Ella explicó que los mensajes se entregan en determinadas oficinas. Allí trabaja un personal especializado en marcar signos. Los signos viajan gracias a la energía eléctrica que corre veloz por el alambre. Esos signos simbolizan letras. Las letras son transcriptas sobre papel. El papel es el telegrama.

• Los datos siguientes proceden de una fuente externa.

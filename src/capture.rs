//! Capture classification.
//!
//! Every capture of a kernel (instance fields first, then the statics the
//! body reads) gets a category from the type table. Resource captures also
//! get a slot from their category's own counter. Constant buffers count
//! from 1 because slot 0 is the implicit uniform buffer.

use std::fmt;

use tracing::debug;

use crate::error::{Result, TranslateError};
use crate::kernel::{Capture, FieldDecl, Kernel};
use crate::rewrite::StaticCapture;
use crate::types::{Category, HostType, TypeTable};

/// Where a capture's run-time value comes from.
#[derive(Clone, Copy)]
pub enum CaptureSource {
    /// Index into the kernel's field catalog.
    Instance(usize),
    Static {
        path: &'static str,
        read: fn() -> Capture<'static>,
    },
}

impl fmt::Debug for CaptureSource {
    fn fmt(&self, f: &mut fmt::Formatter<'_>) -> fmt::Result {
        match self {
            CaptureSource::Instance(i) => f.debug_tuple("Instance").field(i).finish(),
            CaptureSource::Static { path, .. } => f.debug_tuple("Static").field(path).finish(),
        }
    }
}

/// One classified capture.
#[derive(Clone, Debug)]
pub struct CapturedField {
    /// Name as declared on the host.
    pub name: String,
    /// Identifier used for it in the generated program.
    pub shader_name: String,
    pub host_type: HostType,
    pub hlsl_type: String,
    pub category: Category,
    /// Slot within `category`; `None` for scalars and vectors.
    pub slot: Option<u32>,
    pub source: CaptureSource,
}

impl CapturedField {
    pub fn is_static(&self) -> bool {
        matches!(self.source, CaptureSource::Static { .. })
    }

    /// Current value of this capture on `kernel`.
    pub fn read<'k, K: Kernel>(&self, kernel: &'k K) -> Capture<'k> {
        match self.source {
            CaptureSource::Instance(field) => kernel.capture(field),
            CaptureSource::Static { read, .. } => read(),
        }
    }
}

/// Reject kernel types that declare static fields.
pub fn check_shape(kernel: &str, fields: &[FieldDecl]) -> Result<()> {
    match fields.iter().find(|f| f.is_static) {
        Some(field) => Err(TranslateError::InvalidBodyShape {
            kernel: kernel.to_string(),
            field: field.name.to_string(),
        }),
        None => Ok(()),
    }
}

/// Accumulates classified captures in discovery order.
pub struct Classifier<'t> {
    kernel: String,
    table: &'t dyn TypeTable,
    next_constant: u32,
    next_read_only: u32,
    next_read_write: u32,
    resources: Vec<CapturedField>,
    scalars: Vec<CapturedField>,
}

impl<'t> Classifier<'t> {
    pub fn new(kernel: &str, table: &'t dyn TypeTable) -> Self {
        Self {
            kernel: kernel.to_string(),
            table,
            next_constant: 1,
            next_read_only: 0,
            next_read_write: 0,
            resources: Vec::new(),
            scalars: Vec::new(),
        }
    }

    pub fn classify_instance(&mut self, index: usize, field: &FieldDecl, shader_name: &str) -> Result<()> {
        self.classify(field.name, field.ty, shader_name, CaptureSource::Instance(index))
    }

    pub fn classify_static(&mut self, capture: &StaticCapture, shader_name: &str) -> Result<()> {
        let name = capture.path.rsplit("::").next().unwrap_or(capture.path);
        let source = CaptureSource::Static {
            path: capture.path,
            read: capture.read,
        };
        self.classify(name, capture.ty, shader_name, source)
    }

    fn unsupported(&self, name: &str, type_name: String) -> TranslateError {
        TranslateError::UnsupportedCaptureType {
            kernel: self.kernel.clone(),
            field: name.to_string(),
            type_name,
        }
    }

    fn classify(&mut self, name: &str, ty: &str, shader_name: &str, source: CaptureSource) -> Result<()> {
        let host: HostType = ty
            .parse()
            .map_err(|_| self.unsupported(name, ty.to_string()))?;
        let category = self
            .table
            .classify(&host)
            .ok_or_else(|| self.unsupported(name, host.full_name()))?;
        let hlsl_type = self
            .table
            .mapped_name(&host)
            .ok_or_else(|| self.unsupported(name, host.full_name()))?;

        let counter = match category {
            Category::ScalarOrVector => None,
            Category::ConstantBuffer => Some(&mut self.next_constant),
            Category::ReadOnlyBuffer => Some(&mut self.next_read_only),
            Category::ReadWriteBuffer => Some(&mut self.next_read_write),
        };
        let slot = counter.map(|next| {
            let slot = *next;
            *next += 1;
            slot
        });

        debug!(
            kernel = %self.kernel,
            field = name,
            ?category,
            ?slot,
            "classified capture"
        );

        let field = CapturedField {
            name: name.to_string(),
            shader_name: shader_name.to_string(),
            host_type: host,
            hlsl_type,
            category,
            slot,
            source,
        };
        if category.is_resource() {
            self.resources.push(field);
        } else {
            self.scalars.push(field);
        }
        Ok(())
    }

    /// `(resources, scalars)`, each in discovery order.
    pub fn finish(self) -> (Vec<CapturedField>, Vec<CapturedField>) {
        (self.resources, self.scalars)
    }
}

#[cfg(test)]
mod tests {
    use super::*;
    use crate::types::HlslTypeTable;

    fn classify_all(fields: &[FieldDecl]) -> Result<(Vec<CapturedField>, Vec<CapturedField>)> {
        let mut classifier = Classifier::new("demo::K", &HlslTypeTable);
        for (i, f) in fields.iter().enumerate() {
            classifier.classify_instance(i, f, f.name)?;
        }
        Ok(classifier.finish())
    }

    #[test]
    fn test_check_shape_names_static_field() {
        let fields = [
            FieldDecl::instance("a", "f32"),
            FieldDecl::static_field("COUNTER", "u32"),
        ];
        match check_shape("demo::K", &fields) {
            Err(TranslateError::InvalidBodyShape { field, .. }) => assert_eq!(field, "COUNTER"),
            other => panic!("expected InvalidBodyShape, got {:?}", other),
        }
        assert!(check_shape("demo::K", &fields[..1]).is_ok());
    }

    #[test]
    fn test_slots_are_per_category_and_ordered() {
        let fields = [
            FieldDecl::instance("a", "ReadOnlyBuffer<f32>"),
            FieldDecl::instance("w", "ConstantBuffer<Float4>"),
            FieldDecl::instance("s", "f32"),
            FieldDecl::instance("b", "ReadWriteBuffer<f32>"),
            FieldDecl::instance("c", "ReadOnlyBuffer<Int2>"),
            FieldDecl::instance("v", "ConstantBuffer<f32>"),
        ];
        let (resources, scalars) = classify_all(&fields).unwrap();
        let got: Vec<(&str, Category, Option<u32>)> = resources
            .iter()
            .map(|f| (f.name.as_str(), f.category, f.slot))
            .collect();
        assert_eq!(
            got,
            vec![
                ("a", Category::ReadOnlyBuffer, Some(0)),
                ("w", Category::ConstantBuffer, Some(1)),
                ("b", Category::ReadWriteBuffer, Some(0)),
                ("c", Category::ReadOnlyBuffer, Some(1)),
                ("v", Category::ConstantBuffer, Some(2)),
            ]
        );
        assert_eq!(scalars.len(), 1);
        assert_eq!(scalars[0].slot, None);
        assert_eq!(scalars[0].hlsl_type, "float");
        assert_eq!(resources[2].hlsl_type, "RWStructuredBuffer<float>");
    }

    #[test]
    fn test_unsupported_type_is_named_in_full() {
        let fields = [FieldDecl::instance("p", "ReadOnlyBuffer<Particle>")];
        match classify_all(&fields) {
            Err(TranslateError::UnsupportedCaptureType {
                field, type_name, ..
            }) => {
                assert_eq!(field, "p");
                assert_eq!(type_name, "ReadOnlyBuffer<Particle>");
            }
            other => panic!("expected UnsupportedCaptureType, got {:?}", other.map(|_| ())),
        }
    }

    #[test]
    fn test_malformed_type_is_unsupported() {
        let fields = [FieldDecl::instance("p", "ReadOnlyBuffer<f32")];
        assert!(matches!(
            classify_all(&fields),
            Err(TranslateError::UnsupportedCaptureType { .. })
        ));
    }

    #[test]
    fn test_static_captures_are_classified_after_instances() {
        static LIMIT: f32 = 1.5;
        let mut classifier = Classifier::new("demo::K", &HlslTypeTable);
        classifier
            .classify_instance(0, &FieldDecl::instance("a", "i32"), "a")
            .unwrap();
        let capture = StaticCapture {
            index: 0,
            path: "cfg::Params::limit",
            ty: "f32",
            read: || Capture::pod(&LIMIT),
        };
        classifier.classify_static(&capture, "limit").unwrap();
        let (_, scalars) = classifier.finish();
        assert_eq!(scalars[1].name, "limit");
        assert!(scalars[1].is_static());
        assert!(!scalars[0].is_static());
    }
}
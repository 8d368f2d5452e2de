//! Packing of scalar and vector captures into the implicit uniform buffer.
//!
//! HLSL constant buffers are laid out in 16-byte registers. A value never
//! straddles a register boundary; matrices are declared `row_major`, start
//! on a register, and put each row in a register of its own.

use serde::Serialize;
use thiserror::Error;

use crate::capture::CapturedField;
use crate::types::Ty;

const REGISTER: u32 = 16;

/// Placement of one capture inside the uniform buffer.
#[derive(Clone, Debug, PartialEq, Eq, Serialize)]
pub struct UniformEntry {
    pub name: String,
    /// Byte offset from the start of the buffer.
    pub offset: u32,
    /// Rows of a matrix, 1 otherwise.
    pub rows: u32,
    /// Bytes of one row on the host (the whole value unless a matrix).
    pub row_size: u32,
    /// Distance between rows inside the buffer.
    pub row_stride: u32,
}

impl UniformEntry {
    /// Bytes the host supplies for this value.
    pub fn host_size(&self) -> u32 {
        self.rows * self.row_size
    }

    /// `c3.y`: register and starting component, for `packoffset`.
    pub fn pack_offset(&self) -> String {
        let component = ['x', 'y', 'z', 'w'][((self.offset % REGISTER) / 4) as usize];
        format!("c{}.{}", self.offset / REGISTER, component)
    }
}

#[derive(Clone, Debug, Default, PartialEq, Eq, Serialize)]
pub struct UniformLayout {
    pub entries: Vec<UniformEntry>,
    /// Buffer size, a whole number of registers.
    pub size: u32,
}

#[derive(Clone, Debug, PartialEq, Eq, Error)]
pub enum UniformError {
    #[error("capture `{field}` supplied {found} bytes, expected {expected}")]
    SizeMismatch {
        field: String,
        expected: u32,
        found: usize,
    },
    #[error("capture `{field}` is a resource, not a value")]
    NotAValue { field: String },
    #[error("descriptor of kernel `{expected}` cannot pack uniforms for `{found}`")]
    KernelMismatch { expected: String, found: String },
}

fn align(offset: u32, to: u32) -> u32 {
    offset.div_ceil(to) * to
}

/// Shape of a value: (rows, bytes per row, bytes per component).
fn shape(ty: &Ty) -> (u32, u32, u32) {
    let comp = ty.elem().map_or(4, |k| k.hlsl_size());
    match ty {
        Ty::Vector(_, n) => (1, u32::from(*n) * comp, comp),
        Ty::Matrix(_, r, c) => (u32::from(*r), u32::from(*c) * comp, comp),
        _ => (1, comp, comp),
    }
}

/// Lay out `scalars` in order.
pub fn layout(scalars: &[CapturedField]) -> UniformLayout {
    let mut offset = 0;
    let mut entries = Vec::with_capacity(scalars.len());

    for field in scalars {
        let ty = Ty::from_host(&field.host_type);
        let is_matrix = matches!(ty, Some(Ty::Matrix(..)));
        let (rows, row_size, comp) = ty.as_ref().map_or((1, 4, 4), shape);
        let row_stride = align(row_size, REGISTER);

        offset = align(offset, comp);
        let crosses = offset % REGISTER + row_size > REGISTER;
        if is_matrix || crosses {
            offset = align(offset, REGISTER);
        }
        entries.push(UniformEntry {
            name: field.shader_name.clone(),
            offset,
            rows,
            row_size,
            row_stride,
        });
        offset += (rows - 1) * row_stride + row_size;
    }

    UniformLayout {
        entries,
        size: align(offset, REGISTER),
    }
}

impl UniformLayout {
    /// Copy host values into a buffer image. `values[i]` belongs to
    /// `entries[i]`.
    pub fn pack<'v>(&self, values: impl IntoIterator<Item = Option<&'v [u8]>>) -> Result<Vec<u8>, UniformError> {
        let mut buffer = vec![0u8; self.size as usize];
        let mut values = values.into_iter();
        for entry in &self.entries {
            let bytes = values.next().flatten().ok_or_else(|| UniformError::NotAValue {
                field: entry.name.clone(),
            })?;
            if bytes.len() != entry.host_size() as usize {
                return Err(UniformError::SizeMismatch {
                    field: entry.name.clone(),
                    expected: entry.host_size(),
                    found: bytes.len(),
                });
            }
            for (row, chunk) in bytes.chunks(entry.row_size as usize).enumerate() {
                let start = (entry.offset + row as u32 * entry.row_stride) as usize;
                buffer[start..start + chunk.len()].copy_from_slice(chunk);
            }
        }
        Ok(buffer)
    }
}

#[cfg(test)]
mod tests {
    use super::*;
    use crate::capture::CaptureSource;
    use crate::types::Category;

    fn scalar(name: &str, ty: &str) -> CapturedField {
        CapturedField {
            name: name.to_string(),
            shader_name: name.to_string(),
            host_type: ty.parse().unwrap(),
            hlsl_type: String::new(),
            category: Category::ScalarOrVector,
            slot: None,
            source: CaptureSource::Instance(0),
        }
    }

    fn offsets(layout: &UniformLayout) -> Vec<u32> {
        layout.entries.iter().map(|e| e.offset).collect()
    }

    #[test]
    fn test_scalars_pack_tightly() {
        let l = layout(&[scalar("a", "i32"), scalar("b", "f32"), scalar("c", "u32")]);
        assert_eq!(offsets(&l), vec![0, 4, 8]);
        assert_eq!(l.size, 16);
        assert_eq!(l.entries[1].pack_offset(), "c0.y");
    }

    #[test]
    fn test_values_do_not_straddle_registers() {
        let l = layout(&[scalar("a", "f32"), scalar("v", "Float4"), scalar("b", "f32"), scalar("w", "Float2")]);
        assert_eq!(offsets(&l), vec![0, 16, 32, 36]);
        assert_eq!(l.size, 48);
        let l = layout(&[scalar("a", "Float3"), scalar("b", "Float2")]);
        assert_eq!(offsets(&l), vec![0, 16]);
    }

    #[test]
    fn test_matrix_rows_take_a_register_each() {
        let l = layout(&[scalar("s", "f32"), scalar("m", "Float3x3"), scalar("t", "f32")]);
        assert_eq!(offsets(&l), vec![0, 16, 60]);
        assert_eq!(l.entries[1].rows, 3);
        assert_eq!(l.entries[1].row_stride, 16);
        assert_eq!(l.size, 64);
    }

    #[test]
    fn test_doubles_are_eight_bytes() {
        let l = layout(&[scalar("a", "f32"), scalar("d", "f64"), scalar("v", "Double2")]);
        assert_eq!(offsets(&l), vec![0, 8, 16]);
        assert_eq!(l.entries[1].pack_offset(), "c0.z");
    }

    #[test]
    fn test_empty_layout() {
        let l = layout(&[]);
        assert!(l.entries.is_empty());
        assert_eq!(l.size, 0);
        assert_eq!(l.pack(std::iter::empty()).unwrap(), Vec::<u8>::new());
    }

    #[test]
    fn test_pack_places_rows() {
        let l = layout(&[scalar("s", "f32"), scalar("m", "Float2x2")]);
        let s = 1.0f32.to_ne_bytes();
        let m: Vec<u8> = [2.0f32, 3.0, 4.0, 5.0]
            .iter()
            .flat_map(|v| v.to_ne_bytes())
            .collect();
        let buffer = l.pack([Some(&s[..]), Some(&m[..])]).unwrap();
        assert_eq!(buffer.len(), 48);
        assert_eq!(&buffer[0..4], &s);
        assert_eq!(&buffer[16..24], &m[0..8]);
        assert_eq!(&buffer[32..40], &m[8..16]);
        assert!(buffer[24..32].iter().all(|&b| b == 0));
    }

    #[test]
    fn test_pack_rejects_wrong_sizes_and_resources() {
        let l = layout(&[scalar("a", "Float2")]);
        let err = l.pack([Some(&[0u8; 4][..])]).unwrap_err();
        assert_eq!(
            err,
            UniformError::SizeMismatch {
                field: "a".to_string(),
                expected: 8,
                found: 4
            }
        );
        assert!(matches!(l.pack([None]), Err(UniformError::NotAValue { .. })));
    }
}
use smallvec::SmallVec;

use crate::collab::ContextUpdater;
use crate::error::SliceResult;
use crate::model::{DevicePtr, Engine, NodeDesc};

/// Device entry of a compiled kernel.
#[derive(Debug, Clone, Copy, PartialEq, Eq)]
pub struct KernelEntry {
    pub addr: DevicePtr,
    /// instruction cache lines fetched ahead of `addr`
    pub prefetch: u32,
}

/// Start addresses one engine jumps to, per slice kind.
#[derive(Debug, Clone, Copy, PartialEq, Eq)]
pub struct EngineEntry {
    pub engine: Engine,
    pub non_tail_start: DevicePtr,
    pub tail_start: DevicePtr,
    pub prefetch: u32,
}

/// Device addresses of the tiling blobs one engine reads.
#[derive(Debug, Clone, Copy, PartialEq, Eq)]
pub struct TilingPtrs {
    pub engine: Engine,
    pub non_tail: DevicePtr,
    pub tail: DevicePtr,
}

/// Opaque dispatch object produced by an engine's context updater.
#[derive(Debug, Clone, Copy, PartialEq, Eq, Hash)]
pub struct HwTaskHandle(pub u64);

/// Engine-facing hardware task description.
#[derive(Debug, Clone, Default, PartialEq, Eq)]
pub struct TaskDescriptor {
    pub thread_dim: u32,
    pub entries: SmallVec<[EngineEntry; 2]>,
    pub input_addrs: Vec<DevicePtr>,
    pub output_addrs: Vec<DevicePtr>,
    pub workspace_sizes: SmallVec<[i64; 4]>,
    /// start of the device argument region (tiling data first)
    pub region_base: DevicePtr,
    /// start of the per-thread address table, past the tiling data
    pub args_ptr: DevicePtr,
    pub tiling_ptrs: SmallVec<[TilingPtrs; 2]>,
    pub ext_info_ptr: Option<DevicePtr>,
    pub hw_task: Option<HwTaskHandle>,
}

impl TaskDescriptor {
    pub fn entry(&self, engine: Engine) -> Option<&EngineEntry> {
        self.entries.iter().find(|e| e.engine == engine)
    }

    pub fn tiling_ptrs(&self, engine: Engine) -> Option<&TilingPtrs> {
        self.tiling_ptrs.iter().find(|t| t.engine == engine)
    }
}

/// Assembles a `TaskDescriptor` step by step during a build.
#[derive(Debug, Default)]
pub struct DescriptorBuilder {
    desc: TaskDescriptor,
}

impl DescriptorBuilder {
    pub fn new(thread_dim: u32) -> Self {
        let mut builder = Self::default();
        builder.desc.thread_dim = thread_dim;
        builder
    }

    pub fn entry(mut self, entry: EngineEntry) -> Self {
        self.desc.entries.push(entry);
        self
    }

    pub fn entries(mut self, entries: impl IntoIterator<Item = EngineEntry>) -> Self {
        self.desc.entries.extend(entries);
        self
    }

    pub fn io(mut self, inputs: &[DevicePtr], outputs: &[DevicePtr]) -> Self {
        self.desc.input_addrs = inputs.to_vec();
        self.desc.output_addrs = outputs.to_vec();
        self
    }

    pub fn workspace_sizes(mut self, sizes: &[i64]) -> Self {
        self.desc.workspace_sizes = sizes.into();
        self
    }

    // `base` holds `tiling_bytes` of tiling data followed by the address table
    pub fn region(mut self, base: DevicePtr, tiling_bytes: usize) -> Self {
        self.desc.region_base = base;
        self.desc.args_ptr = base + tiling_bytes as u64;
        self
    }

    pub fn tiling_ptrs(mut self, ptrs: TilingPtrs) -> Self {
        self.desc.tiling_ptrs.push(ptrs);
        self
    }

    pub fn ext_info(mut self, ptr: DevicePtr) -> Self {
        self.desc.ext_info_ptr = Some(ptr);
        self
    }

    pub fn build(self) -> TaskDescriptor {
        self.desc
    }
}

/// Resolve both start addresses of one engine by tiling key.
///
/// Equal keys share a single lookup. Distinct keys are looked up
/// separately and prefetch takes the smaller count, so neither slice
/// prefetches past the shorter kernel.
pub fn resolve_entry(
    updater: &dyn ContextUpdater,
    node: &NodeDesc,
    engine: Engine,
    non_tail_key: u64,
    tail_key: u64,
) -> SliceResult<EngineEntry> {
    let non_tail = updater.entry_and_prefetch(node, non_tail_key, engine)?;
    if non_tail_key == tail_key {
        return Ok(EngineEntry {
            engine,
            non_tail_start: non_tail.addr,
            tail_start: non_tail.addr,
            prefetch: non_tail.prefetch,
        });
    }
    let tail = updater.entry_and_prefetch(node, tail_key, engine)?;
    Ok(EngineEntry {
        engine,
        non_tail_start: non_tail.addr,
        tail_start: tail.addr,
        prefetch: non_tail.prefetch.min(tail.prefetch),
    })
}

#[cfg(test)]
mod tests {
    use super::*;
    use crate::error::SliceError;
    use crate::params::{ThreadSliceParameters, TilingRunInfo};
    use std::collections::HashMap;
    use std::sync::atomic::{AtomicUsize, Ordering};

    struct KeyTable {
        entries: HashMap<u64, KernelEntry>,
        lookups: AtomicUsize,
    }

    impl KeyTable {
        fn new(entries: &[(u64, u64, u32)]) -> Self {
            KeyTable {
                entries: entries
                    .iter()
                    .map(|&(key, addr, prefetch)| (key, KernelEntry { addr, prefetch }))
                    .collect(),
                lookups: AtomicUsize::new(0),
            }
        }
    }

    impl ContextUpdater for KeyTable {
        fn thread_slice_params(&self, _: &NodeDesc, _: &[TilingRunInfo]) -> SliceResult<ThreadSliceParameters> {
            unreachable!()
        }
        fn entry_and_prefetch(&self, node: &NodeDesc, key: u64, _: Engine) -> SliceResult<KernelEntry> {
            self.lookups.fetch_add(1, Ordering::Relaxed);
            self.entries
                .get(&key)
                .copied()
                .ok_or_else(|| SliceError::KernelNotFound(format!("{}#{key}", node.name)))
        }
        fn finalize(&self, _: &NodeDesc, _: &TaskDescriptor) -> SliceResult<HwTaskHandle> {
            unreachable!()
        }
    }

    #[test]
    fn equal_keys_resolve_once() {
        let table = KeyTable::new(&[(7, 0x4000, 6)]);
        let node = NodeDesc::new("mm", "MatMul");
        let entry = resolve_entry(&table, &node, Engine::Aic, 7, 7).unwrap();
        assert_eq!(entry.non_tail_start, entry.tail_start);
        assert_eq!(entry.prefetch, 6);
        assert_eq!(table.lookups.load(Ordering::Relaxed), 1);
    }

    #[test]
    fn distinct_keys_take_min_prefetch() {
        let table = KeyTable::new(&[(1, 0x4000, 5), (2, 0x8000, 3)]);
        let node = NodeDesc::new("mm", "MatMul");
        let entry = resolve_entry(&table, &node, Engine::Aiv, 1, 2).unwrap();
        assert_eq!(entry.non_tail_start, 0x4000);
        assert_eq!(entry.tail_start, 0x8000);
        assert_eq!(entry.prefetch, 3);
        assert_eq!(table.lookups.load(Ordering::Relaxed), 2);

        // order of the keys does not matter
        let entry = resolve_entry(&table, &node, Engine::Aiv, 2, 1).unwrap();
        assert_eq!(entry.prefetch, 3);
    }

    #[test]
    fn missing_tail_key_fails() {
        let table = KeyTable::new(&[(1, 0x4000, 5)]);
        let node = NodeDesc::new("mm", "MatMul");
        assert!(resolve_entry(&table, &node, Engine::Aic, 1, 9).is_err());
    }

    #[test]
    fn builder_places_address_table_after_tiling() {
        let desc = DescriptorBuilder::new(4).region(0x1000, 64).build();
        assert_eq!(desc.args_ptr, 0x1040);
        assert_eq!(desc.thread_dim, 4);
        assert!(desc.hw_task.is_none());
    }
}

—No veo la corriente —se quejó Liova.

—Va por dentro. Esos alambres son tubitos muy angostos y por dentro camina la corriente.

Narra Ana

2

El cachorro de león

David Bronstein, mi obstinado marido, me llevó de su alquería en escombros hasta una granja cercana —también en escombros— que había arrendado a un Coronel retirado. Puedo decir que recién ahí comenzó nuestra vida en común. La negociación con el viejo y mezquino Coronel había sido muy difícil. Ese militar no sabía cómo hacer rentable la granja, y tampoco se resignaba a que en ella viviese un judío. Tras largas cavilaciones optó por decirle a David: lo acepto a usted porque entiende o simula entender algo de agricultura. Cerró la operación mirándole fijo los bigotes enrulados, la barba partida al medio y sus anchos hombros. Pero sólo accedió a venderle cien hectáreas y alquiló ciento sesenta adicionales, incluida la vivienda. Puede estar muy contento, dijo el Coronel.

David había decidido mantenerse alejado del
palio
, ese ghetto horrible de imprecisos kilómetros, donde debían amontonarse los judíos por orden del Zar para que fuesen controlados sus movimientos, para convertirlos en chivos expiatorios de cosacos, mujiks y huliganes cada vez que aumentaba el descontento. Prefirió transformarse en un campesino solitario y antisocial, como lo había hecho su propio padre. Dejar la rutina de mantenerse encorvado sobre las letras de la Torá, el Talmud, fabricar artesanías o comerciar baratijas. David no toleraba las masacres que perpetraban los
pogroms
, con delincuentes que se llevaban todo lo que podían, violaban mujeres, quebraban las cabezas con piedras, abrían a sablazos el abdomen de las embarazadas y, como postre, quemaban las chozas. Y lo enfurecía aún más el llanto impotente de los deudos.